Top 50 - 21 through 25

21. My Own Private Idaho (Gus van Sant, 1991)

Exhibit A in the case that Keanu Reeves can act, albeit within a rather narrow range, even if the film of course belongs to the gorgeous and sorely missed River Phoenix. This film is an odd mixture of the revered and the profane. It's a film about rent boys AND a loose adaptation of Shakespeare's Henry IV, it's a road movie and a catalogue of perversities. Gus van Sant uses a wonderful way to show sex scenes with still frames. It's funny and it's tragic, and impossible to dismiss as just a clever experiment: just when it starts feeling like that, a "I really want to kiss you, man" happens and breaks your heart.

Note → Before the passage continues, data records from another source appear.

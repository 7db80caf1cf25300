//! The five proof validation phases
//!
//! Each phase is a [`ProofValidationStep`] working on a shared
//! [`ProofValidationState`]. Steps run in [`ValidationPhase`] order and the
//! first failure ends the pipeline.

use std::collections::HashSet;
use std::fmt;
use std::sync::Arc;

use async_trait::async_trait;
use base64::{Engine as _, engine::general_purpose::URL_SAFE_NO_PAD};
use chrono::{DateTime, Duration, Utc};
use grantline_store::ReplayCache;
use jsonwebtoken::jwk::Jwk;
use jsonwebtoken::{Algorithm, DecodingKey, Validation};
use serde_json::{Map, Value};
use tokio_util::sync::CancellationToken;
use tracing::{debug, trace};

use crate::context::{DpopProofValidationContext, DpopProofValidationResult};
use crate::errors::DpopError;
use crate::nonce::NonceSealer;
use crate::options::{DpopOptions, DpopValidationMode};
use crate::thumbprint::{
    PRIVATE_JWK_MEMBERS, access_token_hash, compute_jwk_thumbprint, confirmation_for, constant_time_eq,
};
use crate::{DPOP_JWT_TYPE, REPLAY_PURPOSE, Result};

/// Asymmetric algorithms accepted for proofs
pub const SUPPORTED_ALGORITHMS: [&str; 9] = [
    "RS256", "RS384", "RS512", "PS256", "PS384", "PS512", "ES256", "ES384", "ES512",
];

/// Validation phases, in execution order
#[derive(Debug, Clone, Copy, PartialEq, Eq, PartialOrd, Ord, Hash)]
pub enum ValidationPhase {
    Header,
    Signature,
    Payload,
    Freshness,
    Replay,
}

impl ValidationPhase {
    pub const ALL: [ValidationPhase; 5] = [
        Self::Header,
        Self::Signature,
        Self::Payload,
        Self::Freshness,
        Self::Replay,
    ];
}

/// Mutable state shared by the steps of one validation
pub struct ProofValidationState {
    pub context: DpopProofValidationContext,
    pub options: DpopOptions,
    /// Freshness mode after client override
    pub mode: DpopValidationMode,
    pub now: DateTime<Utc>,
    /// Header `alg`, set by the header phase
    pub algorithm: Option<String>,
    /// Embedded key, set by the header phase
    pub verification_key: Option<DecodingKey>,
    pub result: DpopProofValidationResult,
}

impl fmt::Debug for ProofValidationState {
    fn fmt(&self, f: &mut fmt::Formatter<'_>) -> fmt::Result {
        f.debug_struct("ProofValidationState")
            .field("mode", &self.mode)
            .field("now", &self.now)
            .field("algorithm", &self.algorithm)
            .field("result", &self.result)
            .finish_non_exhaustive()
    }
}

impl ProofValidationState {
    fn payload(&self) -> Result<&Map<String, Value>> {
        self.result
            .payload
            .as_ref()
            .ok_or_else(|| DpopError::malformed("payload not verified"))
    }
}

/// One phase of proof validation
#[async_trait]
pub trait ProofValidationStep: Send + Sync + fmt::Debug {
    /// Phase this step implements
    fn phase(&self) -> ValidationPhase;

    /// Run the check, recording findings on `state.result`
    ///
    /// # Errors
    /// Returns the rule violation, or an infrastructure error.
    async fn run(&self, state: &mut ProofValidationState, cancel: &CancellationToken) -> Result<()>;
}

/// Strip query and fragment from a request URL without any other normalization
///
/// # Errors
/// Returns `DpopError::FieldMismatch` when the request URL is not absolute
/// http(s).
pub fn request_htu(url: &str) -> Result<&str> {
    let parsed = url::Url::parse(url).map_err(|_| DpopError::field("Invalid request URL."))?;
    if !matches!(parsed.scheme(), "http" | "https") {
        return Err(DpopError::field("Invalid request URL."));
    }
    let end = url.find(['?', '#']).unwrap_or(url.len());
    Ok(&url[..end])
}

fn decode_segment(segment: &str, what: &str) -> Result<Map<String, Value>> {
    let bytes = URL_SAFE_NO_PAD
        .decode(segment)
        .map_err(|_| DpopError::malformed(format!("{what} is not base64url")))?;
    match serde_json::from_slice::<Value>(&bytes) {
        Ok(Value::Object(map)) => Ok(map),
        _ => Err(DpopError::malformed(format!("{what} is not a JSON object"))),
    }
}

fn jwt_algorithm(alg: &str) -> Option<Algorithm> {
    Some(match alg {
        "RS256" => Algorithm::RS256,
        "RS384" => Algorithm::RS384,
        "RS512" => Algorithm::RS512,
        "PS256" => Algorithm::PS256,
        "PS384" => Algorithm::PS384,
        "PS512" => Algorithm::PS512,
        "ES256" => Algorithm::ES256,
        "ES384" => Algorithm::ES384,
        _ => return None,
    })
}

/// `typ`, `alg` and `jwk` checks; records thumbprint and confirmation
#[derive(Debug, Default)]
pub struct HeaderStep;

#[async_trait]
impl ProofValidationStep for HeaderStep {
    fn phase(&self) -> ValidationPhase {
        ValidationPhase::Header
    }

    async fn run(&self, state: &mut ProofValidationState, _cancel: &CancellationToken) -> Result<()> {
        let segments: Vec<&str> = state.context.proof_token.split('.').collect();
        let [header_segment, _, _] = segments.as_slice() else {
            return Err(DpopError::malformed("expected three dot-separated segments"));
        };
        let header = decode_segment(header_segment, "header")?;

        if header.get("typ").and_then(Value::as_str) != Some(DPOP_JWT_TYPE) {
            return Err(DpopError::policy("Invalid 'typ' value."));
        }

        let alg = header.get("alg").and_then(Value::as_str).unwrap_or_default();
        if !SUPPORTED_ALGORITHMS.contains(&alg) {
            return Err(DpopError::policy("Invalid 'alg' value."));
        }

        let Some(Value::Object(jwk)) = header.get("jwk") else {
            return Err(DpopError::policy("Invalid 'jwk' value."));
        };
        if let Some(member) = PRIVATE_JWK_MEMBERS.iter().find(|m| jwk.contains_key(**m)) {
            debug!(member, "DPoP jwk carries private key material");
            return Err(DpopError::policy("'jwk' value contains a private key."));
        }

        let thumbprint = compute_jwk_thumbprint(jwk)?;
        let parsed: Jwk = serde_json::from_value(Value::Object(jwk.clone()))
            .map_err(|_| DpopError::policy("Invalid 'jwk' value."))?;
        let key = DecodingKey::from_jwk(&parsed).map_err(|_| DpopError::policy("Invalid 'jwk' value."))?;

        state.algorithm = Some(alg.to_string());
        state.verification_key = Some(key);
        state.result.json_web_key = Some(Value::Object(jwk.clone()).to_string());
        state.result.confirmation = Some(confirmation_for(&thumbprint));
        state.result.jkt = Some(thumbprint);
        Ok(())
    }
}

/// Signature verification with the embedded key
#[derive(Debug, Default)]
pub struct SignatureStep;

#[async_trait]
impl ProofValidationStep for SignatureStep {
    fn phase(&self) -> ValidationPhase {
        ValidationPhase::Signature
    }

    async fn run(&self, state: &mut ProofValidationState, _cancel: &CancellationToken) -> Result<()> {
        let (Some(alg), Some(key)) = (state.algorithm.as_deref(), state.verification_key.as_ref()) else {
            return Err(DpopError::InvalidSignature);
        };
        // ES512 passes the allowlist but has no verifier in the JWT backend.
        let Some(algorithm) = jwt_algorithm(alg) else {
            debug!(alg, "No verifier for DPoP algorithm");
            return Err(DpopError::InvalidSignature);
        };

        let mut validation = Validation::new(algorithm);
        validation.validate_exp = false;
        validation.validate_nbf = false;
        validation.validate_aud = false;
        validation.required_spec_claims = HashSet::new();

        let data = jsonwebtoken::decode::<Map<String, Value>>(&state.context.proof_token, key, &validation)
            .map_err(|e| {
                debug!(error = %e, "DPoP signature verification failed");
                DpopError::InvalidSignature
            })?;
        state.result.payload = Some(data.claims);
        Ok(())
    }
}

/// `jti`, `htm`, `htu`, `iat`, `ath` and `cnf` checks
#[derive(Debug, Default)]
pub struct PayloadStep;

#[async_trait]
impl ProofValidationStep for PayloadStep {
    fn phase(&self) -> ValidationPhase {
        ValidationPhase::Payload
    }

    async fn run(&self, state: &mut ProofValidationState, _cancel: &CancellationToken) -> Result<()> {
        let payload = state.payload()?;

        let jti = payload
            .get("jti")
            .and_then(Value::as_str)
            .filter(|jti| !jti.is_empty())
            .ok_or_else(|| DpopError::field("Invalid 'jti' value."))?
            .to_string();

        if payload.get("htm").and_then(Value::as_str) != Some(state.context.method.as_str()) {
            return Err(DpopError::field("Invalid 'htm' value."));
        }

        let expected_htu = request_htu(&state.context.url)?;
        if payload.get("htu").and_then(Value::as_str) != Some(expected_htu) {
            return Err(DpopError::field("Invalid 'htu' value."));
        }

        let iat = payload
            .get("iat")
            .and_then(Value::as_i64)
            .ok_or_else(|| DpopError::field("Invalid 'iat' value."))?;

        let nonce = match payload.get("nonce") {
            None | Some(Value::Null) => None,
            Some(Value::String(nonce)) => Some(nonce.clone()),
            Some(_) => return Err(DpopError::field("Invalid 'nonce' value.")),
        };

        if let Some(access_token) = state.context.access_token.as_deref() {
            let expected = access_token_hash(access_token);
            let ath = payload.get("ath").and_then(Value::as_str).unwrap_or_default();
            if !constant_time_eq(ath, &expected) {
                return Err(DpopError::field("Invalid 'ath' value."));
            }
        }

        if let Some(claims) = state.context.access_token_claims.as_ref()
            && let Some(bound) = claims
                .get("cnf")
                .and_then(|cnf| cnf.get("jkt"))
                .and_then(Value::as_str)
        {
            let jkt = state.result.jkt.as_deref().unwrap_or_default();
            if !constant_time_eq(bound, jkt) {
                return Err(DpopError::field("Invalid 'cnf' value."));
            }
        }

        state.result.token_id = Some(jti);
        state.result.issued_at = Some(iat);
        state.result.nonce = nonce;
        Ok(())
    }
}

fn is_expired(now: DateTime<Utc>, issued_at: i64, lifetime: Duration, skew: Duration) -> bool {
    let Some(issued) = DateTime::<Utc>::from_timestamp(issued_at, 0) else {
        return true;
    };
    if issued > now + skew {
        return true;
    }
    issued + lifetime < now - skew
}

/// `iat` and/or server nonce freshness
#[derive(Debug)]
pub struct FreshnessStep {
    sealer: Arc<dyn NonceSealer>,
}

impl FreshnessStep {
    pub fn new(sealer: Arc<dyn NonceSealer>) -> Self {
        Self { sealer }
    }

    fn nonce_failure(&self, state: &mut ProofValidationState, reason: &str) -> Result<()> {
        state.result.server_issued_nonce = Some(self.sealer.seal(state.now)?);
        Err(DpopError::NonceMissingOrInvalid {
            reason: reason.to_string(),
        })
    }
}

#[async_trait]
impl ProofValidationStep for FreshnessStep {
    fn phase(&self) -> ValidationPhase {
        ValidationPhase::Freshness
    }

    async fn run(&self, state: &mut ProofValidationState, _cancel: &CancellationToken) -> Result<()> {
        let lifetime = state.options.proof_token_lifetime();

        if state.mode.checks_iat() {
            let iat = state
                .result
                .issued_at
                .ok_or_else(|| DpopError::field("Invalid 'iat' value."))?;
            if is_expired(state.now, iat, lifetime, state.options.client_clock_skew()) {
                return Err(DpopError::Expired {
                    reason: "Invalid 'iat' value.".to_string(),
                });
            }
        }

        if state.mode.checks_nonce() {
            let Some(nonce) = state.result.nonce.clone() else {
                return self.nonce_failure(state, "Missing 'nonce' value.");
            };
            let Some(issued_at) = self.sealer.unseal(&nonce) else {
                return self.nonce_failure(state, "Invalid 'nonce' value.");
            };
            if is_expired(state.now, issued_at, lifetime, state.options.server_clock_skew()) {
                return self.nonce_failure(state, "Invalid 'nonce' value.");
            }
        }
        Ok(())
    }
}

/// `jti` replay detection; records the `jti` only when every other check passed
#[derive(Debug)]
pub struct ReplayStep {
    cache: Arc<dyn ReplayCache>,
}

impl ReplayStep {
    pub fn new(cache: Arc<dyn ReplayCache>) -> Self {
        Self { cache }
    }
}

#[async_trait]
impl ProofValidationStep for ReplayStep {
    fn phase(&self) -> ValidationPhase {
        ValidationPhase::Replay
    }

    async fn run(&self, state: &mut ProofValidationState, cancel: &CancellationToken) -> Result<()> {
        let jti = state
            .result
            .token_id
            .clone()
            .ok_or_else(|| DpopError::field("Invalid 'jti' value."))?;
        let expiration = state.now + state.options.replay_retention(state.mode);

        let inserted = self
            .cache
            .add_if_absent(REPLAY_PURPOSE, &jti, expiration, cancel)
            .await?;
        if !inserted {
            return Err(DpopError::Replayed);
        }
        trace!(%expiration, "DPoP jti recorded");
        Ok(())
    }
}
//! Shared fixtures for DPoP validation tests

#![allow(dead_code)]

use std::sync::Arc;

use grantline_dpop::{AesGcmNonceSealer, DpopOptions, DpopProofValidator, NonceSealer};
use grantline_store::{Clock, InMemoryReplayCache, ManualClock};

pub const TOKEN_URL: &str = "https://identity.example.com/connect/token";

/// Validator wired to a manual clock and in-memory replay cache
pub struct Harness {
    pub clock: ManualClock,
    pub cache: Arc<InMemoryReplayCache>,
    pub sealer: Arc<AesGcmNonceSealer>,
    pub validator: DpopProofValidator,
}

impl Harness {
    pub fn new() -> Self {
        Self::with_options(DpopOptions::default())
    }

    pub fn with_options(options: DpopOptions) -> Self {
        let clock = ManualClock::at_current_second();
        let clock_arc: Arc<dyn Clock> = Arc::new(clock.clone());
        let cache = Arc::new(InMemoryReplayCache::with_clock(clock_arc.clone()));
        let sealer = Arc::new(AesGcmNonceSealer::generate().expect("nonce sealer"));
        let validator = DpopProofValidator::builder(cache.clone(), sealer.clone())
            .options(options)
            .clock(clock_arc)
            .build();
        Self {
            clock,
            cache,
            sealer,
            validator,
        }
    }

    pub fn now(&self) -> i64 {
        self.clock.now().timestamp()
    }

    pub fn nonce_issued_now(&self) -> String {
        self.sealer.seal(self.clock.now()).expect("seal")
    }
}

22. The Long Goodbye (Altman, 1973)

How do you update noir? Well, apparent, one solution is to show just how ill-at-ease your character is in modern surroundings. Altman's digressive style and Chandler's clipped, hard-boiled prose are an odd fit, but somehow it fits perfectly: Elliott Gould here is Marlowe, but he isn't the smartest guy in the room, not any more, in any case. All this aside, the thing that makes this movie for me is the first 20, 30 minutes, which involve Marlowe hunting for...food for his cat. It's a sequence that establishes the mood and the character so perfectly it makes the whole film.

23. Blowup (Antonioni, 1966)

My love for Antonioni is by now well documented on this blog. This is the film I saw first, prompted by my father. I'll admit I didn't quite get it the first time: I was too busy looking for the plot to notice all the wonderful images and scenes, and I thought the film was laughably dated. I was, luckily, intrigued enough to watch it again, and that's when I started loving it. It's similar to the books of Paul Auster, in a way, playing off our conditioned search for clues and meaning, our need for stories to be more clearly delineated and logical than real life.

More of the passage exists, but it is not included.